Nach einer weiteren spektakulären Flucht aus dem Universitätskrankenhaus Zürich im Februar 1988 dauerte Stürms Leben in Freiheit immerhin 16 Monate, bevor er auf der Kanareninsel Gomera gefasst wurde. Der letzte von acht erfolgreichen Fluchtversuchen gelang Stürm 1995: bei einem Hafturlaub für einen Prozess wegen Ehrverletzung gegen einen „Blick“-Journalisten, der ihn als Bankräuber bezeichnet hatte. In den 1990er Jahren nahm kaum mehr jemand Notiz von ihm. Im Oktober 1998 verließ Walter Stürm das Gefängnis erstmals seit fast 30 Jahren auf reguläre Weise. Da galt Stürm nicht mehr als Opfer einer unmenschlichen Justiz, sondern nur noch als gewöhnlicher Krimineller. Die letzte Verhaftung erfolgte im März 1999 in Horn TG im Kanton Thurgau wegen eines Banküberfalls, den Stürm mit dem alten Kollegen und Schwerverbrecher Hugo Portmann begangen haben soll. Am 13. September 1999 nahm sich Walter Stürm in der Isolationshaft im Kantonalgefängnis Frauenfeld mit einem Müllbeutel aus Plastik das Leben.

Und ausgerechnet der Straftäter wird in linken Kreisen und in der Jugendbewegung zum Symbol für Freiheit und die Würde des Einzelnen – und damit zum Idol einer ganzen Generation.

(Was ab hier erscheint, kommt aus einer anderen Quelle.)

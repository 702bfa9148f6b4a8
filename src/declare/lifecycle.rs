//! Market lifecycle controller.
//!
//! Governs a market's result fields and which declare/clear actions are legal
//! in which state. Every legality check re-validates stored numbers through
//! `is_three_digit` — a malformed stored value counts as "not declared" and is
//! never trusted for its mere non-nullity.
//!
//! Illegal actions are rejected locally with a descriptive error before any
//! network call, even where the server would also reject them.

use std::sync::Arc;

use secrecy::SecretString;
use tracing::info;

use crate::settlement::SettlementService;
use crate::types::{is_three_digit, DeclareError, DeclarePhase, Market, MarketState, MarketType};

pub struct MarketLifecycle {
    settlement: Arc<dyn SettlementService>,
}

impl MarketLifecycle {
    pub fn new(settlement: Arc<dyn SettlementService>) -> Self {
        Self { settlement }
    }

    /// Derive the lifecycle state from validated result fields.
    pub fn state(market: &Market) -> MarketState {
        let opening = market.valid_opening().is_some();
        let closing = market.valid_closing().is_some();
        match market.market_type {
            // Startline markets have no closing phase: opening alone is terminal.
            MarketType::Startline => {
                if opening {
                    MarketState::Closed
                } else {
                    MarketState::Open
                }
            }
            MarketType::Main => match (opening, closing) {
                (true, true) => MarketState::Closed,
                (true, false) => MarketState::OpeningDeclared,
                (false, _) => MarketState::Open,
            },
        }
    }

    /// Local pre-flight legality for an opening declaration.
    pub fn check_declare_open(market: &Market) -> Result<(), DeclareError> {
        // Declaring open after close is rejected here even though the server
        // would also reject it.
        if market.valid_closing().is_some() {
            return Err(DeclareError::AlreadyClosed(market.id.clone()));
        }
        match Self::state(market) {
            MarketState::Open => Ok(()),
            MarketState::OpeningDeclared => Err(DeclareError::AlreadyDeclared(market.id.clone())),
            MarketState::Closed => Err(DeclareError::AlreadyClosed(market.id.clone())),
        }
    }

    /// Local pre-flight legality for a closing declaration.
    pub fn check_declare_close(market: &Market) -> Result<(), DeclareError> {
        if market.market_type == MarketType::Startline {
            return Err(DeclareError::NoClosingPhase(market.id.clone()));
        }
        if market.valid_closing().is_some() {
            return Err(DeclareError::AlreadyClosed(market.id.clone()));
        }
        if market.valid_opening().is_none() {
            return Err(DeclareError::OpeningMissing(market.id.clone()));
        }
        Ok(())
    }

    /// Pre-flight legality for either phase.
    pub fn check_declare(market: &Market, phase: DeclarePhase) -> Result<(), DeclareError> {
        match phase {
            DeclarePhase::Open => Self::check_declare_open(market),
            DeclarePhase::Close => Self::check_declare_close(market),
        }
    }

    /// Commit an opening result. On success the market transitions to
    /// `OpeningDeclared` (main) or `Closed` (startline).
    pub async fn declare_open(
        &self,
        market: &mut Market,
        digits: &str,
        secret: &SecretString,
    ) -> Result<MarketState, DeclareError> {
        self.declare(market, DeclarePhase::Open, digits, secret).await
    }

    /// Commit a closing result. Main markets only; transitions to `Closed`.
    pub async fn declare_close(
        &self,
        market: &mut Market,
        digits: &str,
        secret: &SecretString,
    ) -> Result<MarketState, DeclareError> {
        self.declare(market, DeclarePhase::Close, digits, secret).await
    }

    /// Commit a result for the given phase.
    pub async fn declare(
        &self,
        market: &mut Market,
        phase: DeclarePhase,
        digits: &str,
        secret: &SecretString,
    ) -> Result<MarketState, DeclareError> {
        if !is_three_digit(digits) {
            return Err(DeclareError::MalformedNumber(digits.to_string()));
        }
        Self::check_declare(market, phase)?;

        self.settlement
            .declare(&market.id, phase, digits, secret)
            .await?;

        match phase {
            DeclarePhase::Open => market.opening_number = Some(digits.to_string()),
            DeclarePhase::Close => market.closing_number = Some(digits.to_string()),
        }
        let state = Self::state(market);
        info!(
            market_id = %market.id,
            phase = %phase,
            digits,
            state = %state,
            "Result declared"
        );
        Ok(state)
    }

    /// Reset both result fields.
    ///
    /// Requires explicit operator confirmation — this is locally irreversible;
    /// the server is the source of truth for whether settled bets can be
    /// unwound, and this controller does not try to reconstruct
    /// pre-settlement state.
    pub async fn clear_result(
        &self,
        market: &mut Market,
        confirmed: bool,
    ) -> Result<(), DeclareError> {
        if !confirmed {
            return Err(DeclareError::ClearNotConfirmed);
        }
        if market.valid_opening().is_none() && market.valid_closing().is_none() {
            return Err(DeclareError::NothingToClear(market.id.clone()));
        }

        self.settlement.clear_result(&market.id).await?;

        market.opening_number = None;
        market.closing_number = None;
        info!(market_id = %market.id, "Result cleared, market back to open");
        Ok(())
    }
}

// ---------------------------------------------------------------------------
// Tests
// ---------------------------------------------------------------------------
impl PreviewWire {
    fn into_preview(self) -> Preview {
        Preview {
            total_bet_amount: coerce_amount(self.total_bet_amount),
            total_bet_amount_on_patti: coerce_amount(self.total_bet_amount_on_patti),
            total_win_amount_on_patti: coerce_amount(self.total_win_amount_on_patti),
            no_of_players: self.no_of_players,
            total_players_bet_on_patti: self.total_players_bet_on_patti,
            profit: coerce_signed_amount(self.profit),
            total_bet_amount_half_sangam: self.total_bet_amount_half_sangam.map(coerce_amount),
            total_win_amount_half_sangam: self.total_win_amount_half_sangam.map(coerce_amount),
            total_bets_half_sangam: self.total_bets_half_sangam,
        }
    }
}

#[derive(Debug, Deserialize)]
#[serde(rename_all = "camelCase")]
struct WinningBetsWire {
    #[serde(default)]
    market_name: String,
    #[serde(default)]
    total_win_amount: f64,
    #[serde(default)]
    winning_bets: Vec<WinningBetWire>,
}

#[derive(Debug, Deserialize)]
#[serde(rename_all = "camelCase")]
struct WinningBetWire {
    username: String,
    #[serde(default)]
    bet_type: String,
    #[serde(default)]
    bet_number: String,
    #[serde(default)]
    amount: f64,
    #[serde(default)]
    payout: f64,
}

#[derive(Debug, Deserialize)]
#[serde(rename_all = "camelCase")]
struct BetRecordWire {
    created_at: DateTime<Utc>,
    #[serde(default)]
    amount: f64,
    status: String,
    #[serde(default)]
    payout: f64,
}

impl BetRecordWire {
    fn into_record(self) -> BetRecord {
        let status = match self.status.to_lowercase().as_str() {
            "won" | "win" => BetStatus::Won,
            "lost" | "loss" => BetStatus::Lost,
            "pending" => BetStatus::Pending,
            other => {
                warn!(status = other, "Unknown bet status, treating as pending");
                BetStatus::Pending
            }
        };
        BetRecord {
            created_at: self.created_at,
            amount: coerce_amount(self.amount),
            status,
            payout: coerce_amount(self.payout),
        }
    }
}

#[derive(Debug, Deserialize)]
#[serde(rename_all = "camelCase")]
struct WalletEntryWire {
    created_at: DateTime<Utc>,
    #[serde(default)]
    amount: f64,
    #[serde(rename = "type")]
    entry_type: String,
    #[serde(default)]
    description: Option<String>,
}

impl WalletEntryWire {
    fn into_entry(self) -> Result<WalletEntry, DeclareError> {
        let entry_type = match self.entry_type.to_lowercase().as_str() {
            "credit" => WalletEntryType::Credit,
            "debit" => WalletEntryType::Debit,
            other => {
                return Err(DeclareError::Transport(format!(
                    "unknown wallet entry type {other:?}"
                )))
            }
        };
        Ok(WalletEntry {
            created_at: self.created_at,
            amount: coerce_amount(self.amount),
            entry_type,
            description: self.description.unwrap_or_default(),
        })
    }
}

Nicht nur das Punkmädchen Heike verfällt seinem schelmischen Charme, auch die Anwältin Barbara fühlt sich zu ihrem Mandanten hingezogen. Der Film „Bis wir tot sind oder Frei“ von Regisseur Oliver Rihs erzählt – basierend auf wahren Begebenheiten – eine Geschichte von Freiheit in ihren vielen, unterschiedlichen Facetten. Damals wie heute ist die Freiheit ein Gut, das verteidigt werden muss.